*Entries shown*.
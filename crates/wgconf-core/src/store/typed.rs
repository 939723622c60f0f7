//! Typed adapter: parsed configurations on top of a text store.
//!
//! [`TypedConfigStore`] pairs any [`ConfigStore`] with a [`ConfigCodec`].
//! Configurations are serialized before `create`/`save` reach the store, and
//! parsed after `load` returns, so a codec failure on the way in never touches
//! the backing storage.

use std::collections::HashSet;

use thiserror::Error;

use super::{ConfigStore, StoreError};
use crate::domain::codec::{CodecError, ConfigCodec};

/// Error type for [`TypedConfigStore`] operations.
#[derive(Debug, Error)]
pub enum TypedStoreError {
    /// The underlying store rejected the operation.
    #[error(transparent)]
    Store(#[from] StoreError),

    /// The configuration could not be converted to or from text.
    #[error("configuration {name:?}: {source}")]
    Codec {
        name: String,
        #[source]
        source: CodecError,
    },
}

/// A [`ConfigStore`] that reads and writes parsed configurations.
#[derive(Debug, Clone)]
pub struct TypedConfigStore<S, C> {
    store: S,
    codec: C,
}

impl<S, C> TypedConfigStore<S, C>
where
    S: ConfigStore,
    C: ConfigCodec,
{
    pub fn new(store: S, codec: C) -> Self {
        Self { store, codec }
    }

    /// The underlying text store.
    pub fn inner(&self) -> &S {
        &self.store
    }

    /// Serializes `config` and creates a new record from it.
    ///
    /// Returns `config` back to the caller once it is on disk.
    ///
    /// # Errors
    ///
    /// [`TypedStoreError::Codec`] if serialization fails (nothing is written),
    /// otherwise whatever [`ConfigStore::create`] reports.
    pub fn create(&self, name: &str, config: C::Config) -> Result<C::Config, TypedStoreError> {
        let text = self.serialize(name, &config)?;
        self.store.create(name, text)?;
        Ok(config)
    }

    /// Serializes `config` and replaces an existing record with it.
    ///
    /// # Errors
    ///
    /// [`TypedStoreError::Codec`] if serialization fails (nothing is written),
    /// otherwise whatever [`ConfigStore::save`] reports.
    pub fn save(&self, name: &str, config: C::Config) -> Result<C::Config, TypedStoreError> {
        let text = self.serialize(name, &config)?;
        self.store.save(name, text)?;
        Ok(config)
    }

    /// Loads and parses a record.
    ///
    /// # Errors
    ///
    /// Whatever [`ConfigStore::load`] reports, or [`TypedStoreError::Codec`]
    /// if the stored text does not parse.
    pub fn load(&self, name: &str) -> Result<C::Config, TypedStoreError> {
        let text = self.store.load(name)?;
        self.codec
            .parse(&text)
            .map_err(|source| TypedStoreError::Codec {
                name: name.to_string(),
                source,
            })
    }

    /// Removes a record. See [`ConfigStore::delete`].
    pub fn delete(&self, name: &str) -> Result<(), TypedStoreError> {
        Ok(self.store.delete(name)?)
    }

    /// Lists stored record names. See [`ConfigStore::enumerate`].
    pub fn enumerate(&self) -> Result<HashSet<String>, TypedStoreError> {
        Ok(self.store.enumerate()?)
    }

    fn serialize(&self, name: &str, config: &C::Config) -> Result<String, TypedStoreError> {
        self.codec
            .serialize(config)
            .map_err(|source| TypedStoreError::Codec {
                name: name.to_string(),
                source,
            })
    }
}

#[cfg(test)]
mod tests {
    use super::*;
    use crate::domain::codec::TomlCodec;
    use crate::store::MockConfigStore;
    use serde::{Deserialize, Serialize};

    #[derive(Debug, Clone, PartialEq, Serialize, Deserialize)]
    struct Peer {
        public_key: String,
        endpoint: String,
    }

    fn peer() -> Peer {
        Peer {
            public_key: "xTIBA5rboUvnH4htodjb6e697QjLERt1NAB4mZqp8Dg=".to_string(),
            endpoint: "vpn.example.com:51820".to_string(),
        }
    }

    /// Codec that refuses every configuration.
    struct RejectingCodec;

    impl ConfigCodec for RejectingCodec {
        type Config = Peer;

        fn serialize(&self, _config: &Peer) -> Result<String, CodecError> {
            Err(CodecError::Invalid("missing interface section".to_string()))
        }

        fn parse(&self, _text: &str) -> Result<Peer, CodecError> {
            Err(CodecError::Invalid("missing interface section".to_string()))
        }
    }

    #[test]
    fn test_create_passes_serialized_text_to_store() {
        // Arrange
        let mut mock = MockConfigStore::new();
        mock.expect_create().times(1).returning(|name, content| {
            assert_eq!(name, "wg0");
            assert!(content.contains("endpoint = \"vpn.example.com:51820\""));
            Ok(content)
        });
        let store = TypedConfigStore::new(mock, TomlCodec::<Peer>::new());

        // Act
        let returned = store.create("wg0", peer()).unwrap();

        // Assert
        assert_eq!(returned, peer());
    }

    #[test]
    fn test_create_codec_failure_never_reaches_store() {
        // Arrange: no expectations, so any store call panics
        let mock = MockConfigStore::new();
        let store = TypedConfigStore::new(mock, RejectingCodec);

        // Act
        let result = store.create("wg0", peer());

        // Assert
        assert!(matches!(
            result,
            Err(TypedStoreError::Codec {
                source: CodecError::Invalid(_),
                ..
            })
        ));
    }

    #[test]
    fn test_save_propagates_not_found_from_store() {
        let mut mock = MockConfigStore::new();
        mock.expect_save().times(1).returning(|name, _| {
            Err(StoreError::NotFound {
                name: name.to_string(),
            })
        });
        let store = TypedConfigStore::new(mock, TomlCodec::<Peer>::new());

        let result = store.save("wg0", peer());

        assert!(matches!(
            result,
            Err(TypedStoreError::Store(StoreError::NotFound { .. }))
        ));
    }

    #[test]
    fn test_load_parses_stored_text() {
        // Arrange
        let text = TomlCodec::<Peer>::new().serialize(&peer()).unwrap();
        let mut mock = MockConfigStore::new();
        mock.expect_load().times(1).returning(move |_| Ok(text.clone()));
        let store = TypedConfigStore::new(mock, TomlCodec::<Peer>::new());

        // Act
        let loaded = store.load("wg0").unwrap();

        // Assert
        assert_eq!(loaded, peer());
    }

    #[test]
    fn test_load_reports_unparseable_text_with_record_name() {
        let mut mock = MockConfigStore::new();
        mock.expect_load()
            .returning(|_| Ok("[[[ not valid toml".to_string()));
        let store = TypedConfigStore::new(mock, TomlCodec::<Peer>::new());

        let err = store.load("office").unwrap_err();

        assert!(matches!(
            err,
            TypedStoreError::Codec { ref name, source: CodecError::Parse(_) } if name == "office"
        ));
        assert!(err.to_string().contains("\"office\""));
    }

    #[test]
    fn test_delete_and_enumerate_delegate_to_store() {
        let mut mock = MockConfigStore::new();
        mock.expect_delete().times(1).returning(|_| Ok(()));
        mock.expect_enumerate()
            .times(1)
            .returning(|| Ok(HashSet::from(["wg1".to_string()])));
        let store = TypedConfigStore::new(mock, TomlCodec::<Peer>::new());

        store.delete("wg0").unwrap();
        let names = store.enumerate().unwrap();

        assert_eq!(names, HashSet::from(["wg1".to_string()]));
    }
}
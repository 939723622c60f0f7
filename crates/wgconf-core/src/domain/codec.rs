//! Serialization collaborator for stored configurations.
//!
//! The store itself only moves text. A [`ConfigCodec`] turns a parsed
//! configuration into that text and back. Whatever a codec produces must
//! survive `parse(serialize(config)) == config`, otherwise a configuration
//! that was saved cannot be loaded again.
//!
//! [`TomlCodec`] covers any `serde` type. Hosts with their own text grammar
//! implement the trait directly and report failures through
//! [`CodecError::Invalid`].

use std::fmt;
use std::marker::PhantomData;

use serde::{de::DeserializeOwned, Serialize};
use thiserror::Error;

/// Error type for converting between configurations and text.
#[derive(Debug, Error)]
pub enum CodecError {
    /// The TOML text could not be parsed into a configuration.
    #[error("failed to parse configuration TOML: {0}")]
    Parse(#[from] toml::de::Error),

    /// The configuration could not be serialized to TOML.
    #[error("failed to serialize configuration: {0}")]
    Serialize(#[from] toml::ser::Error),

    /// A codec-specific validation failure.
    #[error("invalid configuration: {0}")]
    Invalid(String),
}

/// Converts configurations to and from their stored text form.
pub trait ConfigCodec {
    /// The parsed configuration type.
    type Config;

    /// Renders `config` as text.
    ///
    /// # Errors
    ///
    /// Returns [`CodecError`] if the configuration cannot be represented.
    fn serialize(&self, config: &Self::Config) -> Result<String, CodecError>;

    /// Parses `text` into a configuration.
    ///
    /// # Errors
    ///
    /// Returns [`CodecError`] if `text` is not a valid configuration.
    fn parse(&self, text: &str) -> Result<Self::Config, CodecError>;
}

/// A [`ConfigCodec`] storing any `serde` type as pretty-printed TOML.
pub struct TomlCodec<T> {
    _config: PhantomData<fn() -> T>,
}

impl<T> TomlCodec<T> {
    pub fn new() -> Self {
        Self {
            _config: PhantomData,
        }
    }
}

impl<T> Default for TomlCodec<T> {
    fn default() -> Self {
        Self::new()
    }
}

impl<T> Clone for TomlCodec<T> {
    fn clone(&self) -> Self {
        Self::new()
    }
}

impl<T> fmt::Debug for TomlCodec<T> {
    fn fmt(&self, f: &mut fmt::Formatter<'_>) -> fmt::Result {
        f.debug_struct("TomlCodec").finish()
    }
}

impl<T> ConfigCodec for TomlCodec<T>
where
    T: Serialize + DeserializeOwned,
{
    type Config = T;

    fn serialize(&self, config: &T) -> Result<String, CodecError> {
        Ok(toml::to_string_pretty(config)?)
    }

    fn parse(&self, text: &str) -> Result<T, CodecError> {
        Ok(toml::from_str(text)?)
    }
}
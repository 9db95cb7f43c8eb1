use crate::core::variant::PostStack;

#[repr(C)]
#[derive(Copy, Clone, Debug, bytemuck::Pod, bytemuck::Zeroable)]
pub(crate) struct PostUniforms {
    resolution: [f32; 2],
    time: f32,
    noise: f32,
    blur_dir: [f32; 2],
    bloom_strength: f32,
    threshold: f32,
    smoothing: f32,
    vignette_offset: f32,
    vignette_darkness: f32,
    _pad: f32,
}

impl PostUniforms {
    /// Fold a variant's post stack into shader uniforms. A missing effect gets
    /// the neutral value: no bloom strength, no grain, zero vignette offset.
    pub(crate) fn from_stack(
        stack: &PostStack,
        resolution: [f32; 2],
        time: f32,
        blur_dir: [f32; 2],
    ) -> Self {
        let (bloom_strength, threshold, smoothing) = stack
            .bloom
            .map_or((0.0, 1.0, 0.0), |b| (b.intensity, b.threshold, b.smoothing));
        let (vignette_offset, vignette_darkness) = stack
            .vignette
            .map_or((0.0, 0.0), |v| (v.offset, v.darkness));
        Self {
            resolution,
            time,
            noise: stack.noise,
            blur_dir,
            bloom_strength,
            threshold,
            smoothing,
            vignette_offset,
            vignette_darkness,
            _pad: 0.0,
        }
    }
}

pub(crate) struct PostResources {
    pub(crate) bgl0: wgpu::BindGroupLayout, // tex+sampler+uniform
    pub(crate) bgl1: wgpu::BindGroupLayout, // tex+sampler
    // Each pass reads its own uniforms; writes land before the encoder runs
    pub(crate) composite_uniforms: wgpu::Buffer,
    pub(crate) blur_h_uniforms: wgpu::Buffer,
    pub(crate) blur_v_uniforms: wgpu::Buffer,
    pub(crate) bright_pipeline: wgpu::RenderPipeline,
    pub(crate) blur_pipeline: wgpu::RenderPipeline,
    pub(crate) composite_pipeline: wgpu::RenderPipeline,
}

pub(crate) struct PostBindGroups {
    pub(crate) hdr: wgpu::BindGroup,
    pub(crate) from_bloom_a: wgpu::BindGroup,
    pub(crate) from_bloom_b: wgpu::BindGroup,
    pub(crate) bloom_a_only: wgpu::BindGroup,
}

fn texture_entry(binding: u32) -> wgpu::BindGroupLayoutEntry {
    wgpu::BindGroupLayoutEntry {
        binding,
        visibility: wgpu::ShaderStages::FRAGMENT,
        ty: wgpu::BindingType::Texture {
            multisampled: false,
            view_dimension: wgpu::TextureViewDimension::D2,
            sample_type: wgpu::TextureSampleType::Float { filterable: true },
        },
        count: None,
    }
}

fn sampler_entry(binding: u32) -> wgpu::BindGroupLayoutEntry {
    wgpu::BindGroupLayoutEntry {
        binding,
        visibility: wgpu::ShaderStages::FRAGMENT,
        ty: wgpu::BindingType::Sampler(wgpu::SamplerBindingType::Filtering),
        count: None,
    }
}

fn uniform_buffer(device: &wgpu::Device, label: &str) -> wgpu::Buffer {
    device.create_buffer(&wgpu::BufferDescriptor {
        label: Some(label),
        size: std::mem::size_of::<PostUniforms>() as u64,
        usage: wgpu::BufferUsages::UNIFORM | wgpu::BufferUsages::COPY_DST,
        mapped_at_creation: false,
    })
}

pub(crate) fn create_post_resources(
    device: &wgpu::Device,
    post_shader: &wgpu::ShaderModule,
    bloom_format: wgpu::TextureFormat,
    swap_format: wgpu::TextureFormat,
) -> PostResources {
    let bgl0 = device.create_bind_group_layout(&wgpu::BindGroupLayoutDescriptor {
        label: Some("post_bgl0"),
        entries: &[
            texture_entry(0),
            sampler_entry(1),
            wgpu::BindGroupLayoutEntry {
                binding: 2,
                visibility: wgpu::ShaderStages::FRAGMENT,
                ty: wgpu::BindingType::Buffer {
                    ty: wgpu::BufferBindingType::Uniform,
                    has_dynamic_offset: false,
                    min_binding_size: None,
                },
                count: None,
            },
        ],
    });
    let bgl1 = device.create_bind_group_layout(&wgpu::BindGroupLayoutDescriptor {
        label: Some("post_bgl1"),
        entries: &[texture_entry(0), sampler_entry(1)],
    });
    let pl_bright_blur = device.create_pipeline_layout(&wgpu::PipelineLayoutDescriptor {
        label: Some("pl_post_0"),
        bind_group_layouts: &[&bgl0],
        push_constant_ranges: &[],
    });
    let pl_composite = device.create_pipeline_layout(&wgpu::PipelineLayoutDescriptor {
        label: Some("pl_post_comp"),
        bind_group_layouts: &[&bgl0, &bgl1],
        push_constant_ranges: &[],
    });
    let bright_pipeline = super::helpers::make_post_pipeline(
        device,
        &pl_bright_blur,
        post_shader,
        "fs_bright",
        bloom_format,
        None,
    );
    let blur_pipeline = super::helpers::make_post_pipeline(
        device,
        &pl_bright_blur,
        post_shader,
        "fs_blur",
        bloom_format,
        None,
    );
    let composite_pipeline = super::helpers::make_post_pipeline(
        device,
        &pl_composite,
        post_shader,
        "fs_composite",
        swap_format,
        Some(wgpu::BlendState::REPLACE),
    );

    PostResources {
        bgl0,
        bgl1,
        composite_uniforms: uniform_buffer(device, "post_composite_uniforms"),
        blur_h_uniforms: uniform_buffer(device, "post_blur_h_uniforms"),
        blur_v_uniforms: uniform_buffer(device, "post_blur_v_uniforms"),
        bright_pipeline,
        blur_pipeline,
        composite_pipeline,
    }
}

/// Write the three uniform blocks for one frame.
pub(crate) fn write_post_uniforms(
    queue: &wgpu::Queue,
    post: &PostResources,
    stack: &PostStack,
    full_res: [f32; 2],
    bloom_res: [f32; 2],
    time: f32,
) {
    let composite = PostUniforms::from_stack(stack, full_res, time, [0.0, 0.0]);
    let blur_h = PostUniforms::from_stack(stack, bloom_res, time, [1.0, 0.0]);
    let blur_v = PostUniforms::from_stack(stack, bloom_res, time, [0.0, 1.0]);
    queue.write_buffer(&post.composite_uniforms, 0, bytemuck::bytes_of(&composite));
    queue.write_buffer(&post.blur_h_uniforms, 0, bytemuck::bytes_of(&blur_h));
    queue.write_buffer(&post.blur_v_uniforms, 0, bytemuck::bytes_of(&blur_v));
}

fn source_group(
    device: &wgpu::Device,
    label: &str,
    layout: &wgpu::BindGroupLayout,
    view: &wgpu::TextureView,
    sampler: &wgpu::Sampler,
    uniforms: Option<&wgpu::Buffer>,
) -> wgpu::BindGroup {
    let mut entries = vec![
        wgpu::BindGroupEntry {
            binding: 0,
            resource: wgpu::BindingResource::TextureView(view),
        },
        wgpu::BindGroupEntry {
            binding: 1,
            resource: wgpu::BindingResource::Sampler(sampler),
        },
    ];
    if let Some(buf) = uniforms {
        entries.push(wgpu::BindGroupEntry {
            binding: 2,
            resource: buf.as_entire_binding(),
        });
    }
    device.create_bind_group(&wgpu::BindGroupDescriptor {
        label: Some(label),
        layout,
        entries: &entries,
    })
}

pub(crate) fn rebuild_bind_groups(
    device: &wgpu::Device,
    post: &PostResources,
    sampler: &wgpu::Sampler,
    hdr_view: &wgpu::TextureView,
    bloom_a_view: &wgpu::TextureView,
    bloom_b_view: &wgpu::TextureView,
) -> PostBindGroups {
    PostBindGroups {
        hdr: source_group(
            device,
            "bg_hdr",
            &post.bgl0,
            hdr_view,
            sampler,
            Some(&post.composite_uniforms),
        ),
        from_bloom_a: source_group(
            device,
            "bg_from_bloom_a",
            &post.bgl0,
            bloom_a_view,
            sampler,
            Some(&post.blur_h_uniforms),
        ),
        from_bloom_b: source_group(
            device,
            "bg_from_bloom_b",
            &post.bgl0,
            bloom_b_view,
            sampler,
            Some(&post.blur_v_uniforms),
        ),
        bloom_a_only: source_group(
            device,
            "bg_bloom_a_only",
            &post.bgl1,
            bloom_a_view,
            sampler,
            None,
        ),
    }
}

pub(crate) fn blit(
    encoder: &mut wgpu::CommandEncoder,
    label: &str,
    target: &wgpu::TextureView,
    clear: wgpu::Color,
    pipeline: &wgpu::RenderPipeline,
    bg0: &wgpu::BindGroup,
    bg1: Option<&wgpu::BindGroup>,
) {
    let mut r = encoder.begin_render_pass(&wgpu::RenderPassDescriptor {
        label: Some(label),
        color_attachments: &[Some(wgpu::RenderPassColorAttachment {
            view: target,
            resolve_target: None,
            ops: wgpu::Operations {
                load: wgpu::LoadOp::Clear(clear),
                store: wgpu::StoreOp::Store,
            },
        })],
        depth_stencil_attachment: None,
        timestamp_writes: None,
        occlusion_query_set: None,
    });
    r.set_pipeline(pipeline);
    r.set_bind_group(0, bg0, &[]);
    if let Some(g1) = bg1 {
        r.set_bind_group(1, g1, &[]);
    }
    r.draw(0..3, 0..1);
}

*Task instructions*. Looking at the entries above, find how many lines include the word "threshold" and write that number alone.

*Solution below*. 4